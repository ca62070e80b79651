//! # Configuration
//!
//! Every setting comes from a `COUNTER_*` environment variable with a
//! default. Unset variables are logged with the default they fall back to;
//! unparseable values fail startup with [`Error::Config`].
//!
//! | Variable | Default | Meaning |
//! |----------|---------|---------|
//! | `COUNTER_PORT` | `8080` | HTTP/WebSocket port |
//! | `COUNTER_STORE_PATH` | `counter.db` | shared SQLite file |
//! | `COUNTER_RATE_LIMIT_WINDOW_SECS` | `86400` | multiply window per user |
//! | `COUNTER_IDLE_TIMEOUT_SECS` | `30` | close sessions silent this long |
//! | `COUNTER_SESSION_QUEUE_SIZE` | `64` | outbound frames per session |
//! | `COUNTER_PAYMENT_TIMEOUT_MS` | `10000` | payment verification deadline |
//! | `COUNTER_PRESENCE_INTERVAL_MS` | `2000` | viewer presence refresh |
//! | `COUNTER_FEED_POLL_MS` | `100` | shared log poll interval |
//! | `COUNTER_HISTORY_INTERVAL_SECS` | `60` | history snapshot interval, `0` disables |
//! | `COUNTER_LOG_RETENTION` | `100000` | change log rows kept, `0` disables pruning |
//! | `COUNTER_INITIAL_VALUE` | `0` | value of a brand-new store |
//! | `COUNTER_CURRENCY` | `usd` | accepted payment currency |
//! | `COUNTER_BATCH_TIMEOUT_MS` | `2` | group commit window |
//! | `COUNTER_BUSY_TIMEOUT_MS` | `5000` | max wait for the shared write lock |
//! | `COUNTER_ADMIN_TOKEN` | unset | bearer token for `POST /api/payments` |

use std::env;
use std::fmt::Display;
use std::path::PathBuf;
use std::str::FromStr;
use std::time::Duration;

use tracing::info;

use crate::api::StoreConfig;
use crate::error::{Error, Result};
use crate::processor::ProcessorConfig;
use crate::types::BigCount;

/// Server configuration.
#[derive(Debug, Clone)]
pub struct Config {
    pub port: u16,
    pub store_path: PathBuf,
    pub rate_limit_window: Duration,
    pub idle_timeout: Duration,
    pub session_queue_size: usize,
    pub payment_timeout: Duration,
    pub presence_interval: Duration,
    pub feed_poll_interval: Duration,
    /// `None` disables history snapshots.
    pub history_interval: Option<Duration>,
    /// `None` disables log pruning.
    pub log_retention: Option<u64>,
    pub initial_value: BigCount,
    pub currency: String,
    pub batch_timeout: Duration,
    pub busy_timeout: Duration,
    /// `None` disables the payment webhook.
    pub admin_token: Option<String>,
}

impl Config {
    /// Loads the configuration from the process environment.
    pub fn from_env() -> Result<Self> {
        Self::from_lookup(|key| env::var(key).ok())
    }

    /// Loads the configuration from an arbitrary key lookup.
    pub fn from_lookup(lookup: impl Fn(&str) -> Option<String>) -> Result<Self> {
        let history_secs: u64 = try_load(&lookup, "COUNTER_HISTORY_INTERVAL_SECS", "60")?;
        let log_retention: u64 = try_load(&lookup, "COUNTER_LOG_RETENTION", "100000")?;
        let session_queue_size: usize = try_load(&lookup, "COUNTER_SESSION_QUEUE_SIZE", "64")?;
        let presence_ms: u64 = try_load(&lookup, "COUNTER_PRESENCE_INTERVAL_MS", "2000")?;
        let feed_poll_ms: u64 = try_load(&lookup, "COUNTER_FEED_POLL_MS", "100")?;

        if session_queue_size == 0 {
            return Err(Error::Config("COUNTER_SESSION_QUEUE_SIZE must be at least 1".to_string()));
        }
        if presence_ms == 0 || feed_poll_ms == 0 {
            return Err(Error::Config("intervals must be greater than zero".to_string()));
        }

        Ok(Self {
            port: try_load(&lookup, "COUNTER_PORT", "8080")?,
            store_path: try_load(&lookup, "COUNTER_STORE_PATH", "counter.db")?,
            rate_limit_window: Duration::from_secs(try_load(&lookup, "COUNTER_RATE_LIMIT_WINDOW_SECS", "86400")?),
            idle_timeout: Duration::from_secs(try_load(&lookup, "COUNTER_IDLE_TIMEOUT_SECS", "30")?),
            session_queue_size,
            payment_timeout: Duration::from_millis(try_load(&lookup, "COUNTER_PAYMENT_TIMEOUT_MS", "10000")?),
            presence_interval: Duration::from_millis(presence_ms),
            feed_poll_interval: Duration::from_millis(feed_poll_ms),
            history_interval: (history_secs > 0).then(|| Duration::from_secs(history_secs)),
            log_retention: (log_retention > 0).then_some(log_retention),
            initial_value: try_load(&lookup, "COUNTER_INITIAL_VALUE", "0")?,
            currency: try_load::<String>(&lookup, "COUNTER_CURRENCY", "usd")?.to_ascii_lowercase(),
            batch_timeout: Duration::from_millis(try_load(&lookup, "COUNTER_BATCH_TIMEOUT_MS", "2")?),
            busy_timeout: Duration::from_millis(try_load(&lookup, "COUNTER_BUSY_TIMEOUT_MS", "5000")?),
            admin_token: lookup("COUNTER_ADMIN_TOKEN").filter(|t| !t.is_empty()),
        })
    }

    /// Settings for [`CounterStore`](crate::api::CounterStore).
    pub fn store_config(&self) -> StoreConfig {
        StoreConfig {
            initial_value: self.initial_value.clone(),
            batch_timeout: self.batch_timeout,
            busy_timeout: self.busy_timeout,
            feed_poll_interval: self.feed_poll_interval,
            log_retention: self.log_retention,
            history_interval: self.history_interval,
            ..StoreConfig::default()
        }
    }

    /// Settings for [`OperationProcessor`](crate::processor::OperationProcessor).
    pub fn processor_config(&self) -> ProcessorConfig {
        ProcessorConfig {
            rate_limit_window: self.rate_limit_window,
            payment_timeout: self.payment_timeout,
            currency: self.currency.clone(),
        }
    }
}

impl Default for Config {
    fn default() -> Self {
        Self {
            port: 8080,
            store_path: PathBuf::from("counter.db"),
            rate_limit_window: Duration::from_secs(86_400),
            idle_timeout: Duration::from_secs(30),
            session_queue_size: 64,
            payment_timeout: Duration::from_millis(10_000),
            presence_interval: Duration::from_millis(2_000),
            feed_poll_interval: Duration::from_millis(100),
            history_interval: Some(Duration::from_secs(60)),
            log_retention: Some(100_000),
            initial_value: BigCount::zero(),
            currency: "usd".to_string(),
            batch_timeout: Duration::from_millis(2),
            busy_timeout: Duration::from_millis(5_000),
            admin_token: None,
        }
    }
}

fn try_load<T: FromStr>(lookup: &impl Fn(&str) -> Option<String>, key: &str, default: &str) -> Result<T>
where
    T::Err: Display,
{
    lookup(key)
        .unwrap_or_else(|| {
            info!("{key} not set, using default: {default}");
            default.to_string()
        })
        .parse()
        .map_err(|e| Error::Config(format!("invalid {key} value: {e}")))
}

--------------------------------

→ **Exercise**
A single number is the whole answer: the tally of lines above that contain "with".

→ **Response**
3